8 January: On this day in history
What events happened on 8 January in history? Dominic Sandbrook rounds up the events, births and deaths…
8 January 1697: Britain’s last execution for blasphemy takes place
A free-thinking student is sent to the gallows
In January 1697, Thomas Aikenhead was about 20 years old. For much of his life he had been an orphan – that he made it to Edinburgh University to study medicine, therefore, was quite an achievement. Alas, there this bright, idealistic young man read the books that were, if only indirectly, to kill him.
In the mid-1690s, Edinburgh’s library had one of the finest collections in the country, including provocative, supposedly ‘atheistical’ works by philosophers such as Descartes, Hobbes and Spinoza. Thomas plunged in with gusto. But he made the mistake of telling his friends what he was reading. This was no time to be a free thinker: the Scottish authorities had recently ordered a crackdown on “atheistical, erroneous or profane or vicious” literature. Thomas’s friends talked, and in the autumn of 1696 he was arrested and charged with blasphemy.
According to the indictment, based on the testimony of his so-called friends, Thomas had persistently “ridiculed the holy scriptures”, claiming that Christian theology was a “rhapsody of ill-invented nonsense, patched up partly of the moral doctrines of philosophers, and partly of poetical fictions and extravagant chimeras”. Christ, he said, was an “imposter”. Moses (or Mohammed, said a different witness) had been “the better artist and the better politician”. In any case, he “preferred Mohammed to Christ”, and looked forward to life in hell, which was bound to be warmer than heaven.
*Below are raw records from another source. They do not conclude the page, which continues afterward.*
//! Per-request span, `x-request-id` propagation and access logging.

use std::time::{Duration, Instant};

use salvo::{
    handler,
    http::{StatusCode, header::HeaderValue},
    prelude::{Depot, FlowCtrl, Request, Response},
};
use tracing::{Instrument as _, Span, error, field, info, info_span, warn};
use uuid::Uuid;

use super::metrics;

const REQUEST_ID_HEADER: &str = "x-request-id";

/// Longest caller-supplied request id echoed back; anything longer is replaced.
const MAX_REQUEST_ID_LEN: usize = 128;

/// Path segments that are followed by an opaque identifier.
const COLLECTIONS: [&str; 3] = ["packages", "purchases", "contact-access"];

/// Wraps every route in an `http.request` span and records its outcome.
#[derive(Debug, Clone, Copy)]
pub(crate) struct RequestLogger {
    slow_threshold: Duration,
}

impl RequestLogger {
    pub(crate) fn new(slow_threshold: Duration) -> Self {
        Self { slow_threshold }
    }
}

#[handler]
impl RequestLogger {
    async fn handle(
        &self,
        req: &mut Request,
        depot: &mut Depot,
        res: &mut Response,
        ctrl: &mut FlowCtrl,
    ) {
        if req.uri().path() == "/metrics" {
            ctrl.call_next(req, depot, res).await;
            return;
        }

        let started = Instant::now();
        let request_id = request_id(req.header::<String>(REQUEST_ID_HEADER));
        let method = req.method().as_str().to_owned();
        let route = route_template(req.uri().path());
        let span_name = format!("{method} {route}");

        let span = info_span!(
            parent: None,
            "http.request",
            otel.name = %span_name,
            otel.kind = "server",
            request_id = %request_id,
            method = %method,
            route = %route,
            status = field::Empty,
            duration_ms = field::Empty
        );

        if let Ok(value) = HeaderValue::from_str(&request_id) {
            res.headers_mut().insert(REQUEST_ID_HEADER, value);
        }

        ctrl.call_next(req, depot, res)
            .instrument(span.clone())
            .await;

        let elapsed = started.elapsed();
        let status = res.status_code.unwrap_or(StatusCode::OK);

        metrics::observe_request(&method, &route, status, elapsed);

        self.log_completion(&span, status, elapsed);
    }
}

impl RequestLogger {
    fn log_completion(&self, span: &Span, status: StatusCode, elapsed: Duration) {
        let duration_ms = u64::try_from(elapsed.as_millis()).unwrap_or(u64::MAX);

        span.record("status", status.as_u16());
        span.record("duration_ms", duration_ms);

        span.in_scope(|| {
            if status.is_server_error() {
                error!(status = status.as_u16(), duration_ms, "request failed");
            } else if status.is_client_error() {
                warn!(status = status.as_u16(), duration_ms, "request rejected");
            } else {
                info!(status = status.as_u16(), duration_ms, "request completed");
            }

            if elapsed > self.slow_threshold {
                warn!(
                    duration_ms,
                    threshold_ms = u64::try_from(self.slow_threshold.as_millis()).unwrap_or(u64::MAX),
                    "slow request"
                );
            }
        });
    }
}

/// Reuse the caller's id when it is a short printable token, otherwise mint one.
fn request_id(supplied: Option<String>) -> String {
    supplied
        .map(|id| id.trim().to_owned())
        .filter(|id| {
            !id.is_empty()
                && id.len() <= MAX_REQUEST_ID_LEN
                && id.bytes().all(|byte| byte.is_ascii_graphic())
        })
        .unwrap_or_else(|| Uuid::now_v7().to_string())
}

/// Collapse identifiers so spans and metric labels stay low-cardinality.
fn route_template(path: &str) -> String {
    let mut template = String::with_capacity(path.len());
    let mut previous = "";

    for segment in path.split('/').filter(|segment| !segment.is_empty()) {
        template.push('/');

        if COLLECTIONS.contains(&previous) {
            template.push_str("{id}");
        } else {
            template.push_str(segment);
        }

        previous = segment;
    }

    if template.is_empty() {
        template.push('/');
    }

    template
}

#[cfg(test)]
mod tests {
    use salvo::{Router, Service, test::TestClient};

    use super::*;

    #[handler]
    async fn ok(res: &mut Response) {
        res.render("ok");
    }

    fn service() -> Service {
        Service::new(
            Router::new()
                .hoop(RequestLogger::new(Duration::from_secs(1)))
                .push(Router::with_path("contact-access/{target}").get(ok)),
        )
    }

    #[test]
    fn identifiers_after_collections_are_templated() {
        assert_eq!(route_template("/packages"), "/packages");
        assert_eq!(route_template("/packages/pkg_basic"), "/packages/{id}");
        assert_eq!(route_template("/contact-access/target_42"), "/contact-access/{id}");
        assert_eq!(route_template("/healthcheck"), "/healthcheck");
        assert_eq!(route_template("/"), "/");
    }

    #[test]
    fn unusable_request_ids_are_replaced() {
        assert_eq!(request_id(Some("req-1".to_owned())), "req-1");

        for supplied in [None, Some(String::new()), Some("has space".to_owned()), Some("x".repeat(200))] {
            let id = request_id(supplied.clone());

            assert!(Uuid::parse_str(&id).is_ok(), "{supplied:?} should be replaced, got {id}");
        }
    }

    #[tokio::test]
    async fn caller_request_id_is_echoed() {
        let res = TestClient::get("http://example.com/contact-access/target_42")
            .add_header(REQUEST_ID_HEADER, "req-42", true)
            .send(&service())
            .await;

        assert_eq!(res.status_code, Some(StatusCode::OK));
        assert_eq!(
            res.headers().get(REQUEST_ID_HEADER).and_then(|value| value.to_str().ok()),
            Some("req-42")
        );
    }

    #[tokio::test]
    async fn missing_request_id_is_generated() {
        let res = TestClient::get("http://example.com/contact-access/target_42")
            .send(&service())
            .await;

        let id = res
            .headers()
            .get(REQUEST_ID_HEADER)
            .and_then(|value| value.to_str().ok())
            .unwrap_or_default();

        assert!(Uuid::parse_str(id).is_ok(), "generated id should be a uuid, got {id:?}");
    }
}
On Christmas Eve, young Thomas was sentenced to death. Only the strictest punishment, insisted the Church of Scotland’s General Assembly, would stamp out “the abounding of impiety and profanity in this land”. On the morning of 8 January, he made the long walk to the gallows. In a last letter, he insisted that it was only natural to “have an insatiable inclination to the truth”. He was the last person ever executed for blasphemy in Britain.